[[ Input material open ]]

// Command handlers
//
// Each handler writes its user-facing output to `out`; logs go through
// tracing.

use anyhow::{Context, Result};
use serde::Serialize;
use std::fs;
use std::io::Write;
use std::path::PathBuf;
use tracing::info;

use super::Command;
use crate::config::{Config, Target};
use crate::errors::RewriteError;
use crate::rewrite::paths::is_hashed_file;
use crate::rewrite::{run_task, scan_imports, RewriteReport};

#[derive(Serialize)]
struct TargetReport<'a> {
    target: &'a str,
    #[serde(flatten)]
    report: &'a RewriteReport,
}

/// Dispatch a parsed command. `config` is loaded lazily: `scan` needs none.
pub fn execute<W, F>(command: &Command, load: F, out: &mut W) -> Result<()>
where
    W: Write,
    F: FnOnce() -> Result<Config>,
{
    match command {
        Command::Run {
            targets,
            dry_run,
            json,
            strict,
        } => {
            let config = load()?;
            run_targets(&config, targets, *dry_run, *json, *strict, out)
        }
        Command::Scan { files } => scan_files(files, out),
        Command::Targets => {
            let config = load()?;
            list_targets(&config, out)
        }
    }
}

pub fn run_targets<W: Write>(
    config: &Config,
    names: &[String],
    dry_run: bool,
    json: bool,
    strict: bool,
    out: &mut W,
) -> Result<()> {
    for target in config.select(names)? {
        match run_target(target, dry_run, strict) {
            Ok(report) => print_report(target, &report, json, out)?,
            Err(e) => {
                if let Some(RewriteError::FilesFailed { report }) = e.downcast_ref::<RewriteError>()
                {
                    print_report(target, report, json, out)?;
                }
                return Err(e.context(format!("Target \"{}\" failed", target.name)));
            }
        }
    }
    Ok(())
}

fn run_target(target: &Target, dry_run: bool, strict: bool) -> Result<RewriteReport> {
    let manifest_path = target
        .manifest
        .as_deref()
        .with_context(|| format!("Target \"{}\" has no manifest", target.name))?;
    let files = target.files.expand()?;
    info!(target = %target.name, files = files.len(), "Running target");

    Ok(run_task(
        manifest_path,
        &files,
        target.rewrite_options(dry_run, strict),
    )?)
}

fn print_report<W: Write>(
    target: &Target,
    report: &RewriteReport,
    json: bool,
    out: &mut W,
) -> Result<()> {
    if json {
        let line = serde_json::to_string(&TargetReport {
            target: &target.name,
            report,
        })
        .context("Failed to serialize report")?;
        writeln!(out, "{}", line)?;
    } else {
        writeln!(out, "{}", report.summary_line())?;
    }
    Ok(())
}

pub fn scan_files<W: Write>(files: &[PathBuf], out: &mut W) -> Result<()> {
    for path in files {
        let content = fs::read_to_string(path)
            .with_context(|| format!("Failed to read {}", path.display()))?;
        let refs = scan_imports(&content);

        let marker = if is_hashed_file(path) { " [hashed]" } else { "" };
        writeln!(out, "{}{}", path.display(), marker)?;
        if refs.is_empty() {
            writeln!(out, "  (no imports)")?;
        }
        for r in &refs {
            let kind = if r.is_relative() { "relative" } else { "skipped" };
            writeln!(out, "  {q}{}{q} ({})", r.path, kind, q = r.quote)?;
        }
    }
    Ok(())
}

pub fn list_targets<W: Write>(config: &Config, out: &mut W) -> Result<()> {
    if let Some(source) = &config.source {
        writeln!(out, "# {}", source.display())?;
    }
    for target in &config.targets {
        writeln!(out, "{}", target.name)?;
        if let Some(manifest) = &target.manifest {
            writeln!(out, "  manifest:   {}", manifest.display())?;
        }
        writeln!(out, "  static_dir: {}", target.static_dir)?;
        writeln!(out, "  cwd:        {}", target.files.cwd.display())?;
        writeln!(out, "  src:        {}", target.files.src.join(", "))?;
        if let Some(dest) = &target.files.dest {
            writeln!(out, "  dest:       {}", dest.display())?;
        }
    }
    Ok(())
}

#[cfg(test)]
mod tests {
    use super::*;
    use crate::config::Overrides;
    use std::path::Path;

    fn config_for(manifest: &Path, cwd: &Path, static_dir: &str) -> Config {
        let mut config = Config::default();
        config.apply_overrides(&Overrides {
            manifest: Some(manifest.to_path_buf()),
            static_dir: Some(static_dir.to_string()),
            cwd: Some(cwd.to_path_buf()),
            ..Default::default()
        });
        config
    }

    #[test]
    fn test_run_prints_summary_and_rewrites() {
        let dir = tempfile::tempdir().unwrap();
        let manifest = dir.path().join("staticfiles.json");
        fs::write(
            &manifest,
            r#"{"paths": {"src/a.js": "src/a.ab12cd34ef56.js"}}"#,
        )
        .unwrap();
        let dist = dir.path().join("dist");
        fs::create_dir_all(&dist).unwrap();
        let file = dist.join("x.7f7f7f7f7f7f.js");
        fs::write(&file, "import {y} from './a.js';").unwrap();

        let config = config_for(&manifest, &dist, "src/");
        let mut out = Vec::new();
        run_targets(&config, &[], false, false, false, &mut out).unwrap();

        assert_eq!(String::from_utf8(out).unwrap(), "Replacements made in 1 file.\n");
        assert_eq!(
            fs::read_to_string(&file).unwrap(),
            "import {y} from './a.ab12cd34ef56.js';"
        );
    }

    #[test]
    fn test_run_json_output() {
        let dir = tempfile::tempdir().unwrap();
        let manifest = dir.path().join("staticfiles.json");
        fs::write(&manifest, r#"{"paths": {}}"#).unwrap();

        let config = config_for(&manifest, dir.path(), "");
        let mut out = Vec::new();
        run_targets(&config, &[], true, true, false, &mut out).unwrap();

        let line: serde_json::Value = serde_json::from_slice(&out).unwrap();
        assert_eq!(line["target"], "cli");
        assert_eq!(line["dry_run"], true);
        assert!(line["outcomes"].as_array().unwrap().is_empty());
    }

    #[test]
    fn test_run_missing_manifest_fails() {
        let dir = tempfile::tempdir().unwrap();
        let config = config_for(&dir.path().join("nope.json"), dir.path(), "");
        let mut out = Vec::new();
        let err = run_targets(&config, &[], false, false, false, &mut out).unwrap_err();
        assert!(format!("{:#}", err).contains("not found"), "got: {:#}", err);
        assert!(out.is_empty());
    }

    #[test]
    fn test_scan_lists_references() {
        let dir = tempfile::tempdir().unwrap();
        let file = dir.path().join("main.0123456789ab.js");
        fs::write(&file, r#"import{a}from'./a.js';import{b}from"lit";"#).unwrap();

        let mut out = Vec::new();
        scan_files(&[file], &mut out).unwrap();
        let text = String::from_utf8(out).unwrap();
        assert!(text.contains("[hashed]"));
        assert!(text.contains("  './a.js' (relative)"));
        assert!(text.contains("  \"lit\" (skipped)"));
    }

    #[test]
    fn test_list_targets() {
        let config = config_for(Path::new("m.json"), Path::new("dist"), "static/");
        let mut out = Vec::new();
        list_targets(&config, &mut out).unwrap();
        let text = String::from_utf8(out).unwrap();
        assert!(text.starts_with("cli\n"));
        assert!(text.contains("static_dir: static/"));
    }

    #[test]
    fn test_scan_does_not_load_config() {
        let dir = tempfile::tempdir().unwrap();
        let file = dir.path().join("a.js");
        fs::write(&file, "").unwrap();

        let command = Command::Scan { files: vec![file] };
        let mut out = Vec::new();
        execute(&command, || anyhow::bail!("config should not load"), &mut out).unwrap();
        assert!(String::from_utf8(out).unwrap().contains("(no imports)"));
    }
}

[[ Input material closed ]]

Go through the material above and return each line that holds the word "skipped".

            let kind = if r.is_relative() { "relative" } else { "skipped" };
        assert!(text.contains("  \"lit\" (skipped)"));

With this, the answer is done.